The move followed action by U.S. Sen. Larry Craig, R-Idaho, who was critical of a Fish Passage Center report cited by a federal judge in ordering more water spilled over federal hydroelectric dams to help salmon. Spilling water over the dams leaves less to go through turbines to generate electricity.
Craig put language in an appropriations bill directing BPA to find someone new to count salmon.
“BPA strongly supports the principle of clear separation between data collection and management, scientific analysis and coordination of policy,” said Greg Delwiche, BPA’s vice president for environment, fish and wildlife.
Created in 1984, the Fish Passage Center has 11 employees and gets $1.3 million a year from BPA, which markets power produced by the dams. The funding is provided under the Northwest Power Act, which requires some of the profits from dam operations to be used to overcome damages to fish and wildlife caused by the dams.
Representatives of Indian tribes and sport and commercial fishermen on the Columbia River criticized the move, saying it could reduce the reliability of data that have been essential in reducing the harm dams cause salmon.

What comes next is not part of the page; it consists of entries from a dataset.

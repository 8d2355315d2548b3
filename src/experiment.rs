//! Compare replacement policies on the same trace.

use log::info;

use crate::config::ExperimentConfig;
use crate::error::*;
use crate::policy::*;
use crate::predictor::HashedPerceptron;
use crate::sim::Simulator;
use crate::stats::SimStats;
use crate::trace::Trace;

/// Results for one policy.
#[derive(Clone, Debug)]
pub struct PolicyReport {
    pub name: &'static str,
    pub stats: SimStats,

    /// Training counters, only for COALESCE
    pub coalesce: Option<CoalesceStats>,
}

/// Owns the configuration and the COALESCE predictor for a set of runs.
///
/// The predictor persists across [Experiment::run_coalesce] calls, so
/// running several traces in a row keeps training the same weights.
pub struct Experiment {
    pub cfg: ExperimentConfig,
    brain: HashedPerceptron,
}
impl Experiment {
    pub fn new(cfg: ExperimentConfig) -> Result<Self> {
        cfg.validate()?;
        let brain = cfg.predictor.build();
        Ok(Self { cfg, brain })
    }

    pub fn predictor(&self) -> &HashedPerceptron { &self.brain }

    /// Discard everything the predictor has learned.
    pub fn reset_predictor(&mut self) { self.brain.reset(); }

    fn report<P: ReplacementPolicy>(sim: Simulator<P>, trace: &Trace)
        -> (P, PolicyReport)
    {
        let (policy, stats) = sim.into_parts();
        info!("{:<8} on {}: hit rate {:.2}%, {} coherence wins",
            policy.name(), trace.name(), stats.hit_rate() * 100.0,
            stats.coherence_wins,
        );
        let report = PolicyReport { name: policy.name(), stats, coalesce: None };
        (policy, report)
    }

    pub fn run_lru(&self, trace: &Trace) -> PolicyReport {
        let c = &self.cfg.cache;
        let mut sim = Simulator::new(*c, LruPolicy::new(c.sets, c.ways));
        sim.run(trace);
        Self::report(sim, trace).1
    }

    pub fn run_srrip(&self, trace: &Trace) -> PolicyReport {
        let c = &self.cfg.cache;
        let mut sim = Simulator::new(*c, SrripPolicy::new(c.sets, c.ways));
        sim.run(trace);
        Self::report(sim, trace).1
    }

    pub fn run_coalesce(&mut self, trace: &Trace) -> PolicyReport {
        let policy = CoalescePolicy::new(&mut self.brain, &self.cfg);
        let mut sim = Simulator::new(self.cfg.cache, policy);
        sim.run(trace);
        let (policy, mut report) = Self::report(sim, trace);
        info!("COALESCE training: {:?}", policy.stat);
        report.coalesce = Some(policy.stat);
        report
    }

    /// Run LRU, SRRIP and COALESCE (in that order) on the same trace.
    pub fn run(&mut self, trace: &Trace) -> Vec<PolicyReport> {
        info!("running {} accesses from {}", trace.len(), trace.name());
        vec![
            self.run_lru(trace),
            self.run_srrip(trace),
            self.run_coalesce(trace),
        ]
    }
}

“For the past 20 years, the Fish Passage Center has provided the Northwest with reliable data in a timely manner. Today’s decision is the result of a terribly flawed process that started from a false, predetermined conclusion – that the Fish Passage Center needed to be replaced,” said Rebecca Miles, chairwoman of the Nez Perce Tribe.
The Pacific States Marine Fisheries Commission will monitor juvenile salmon headed to the ocean, collect data from counters that keep track of fish as they pass each dam, and compile the information. Created by Congress, the commission provides help in managing ocean fisheries to government agencies and the fishing industry.
Battelle Pacific Northwest Laboratory will analyze the data and arrange for peer review of the analysis. Battelle has operated the U.S. Energy Department’s Pacific Northwest Laboratory in Richland since 1965.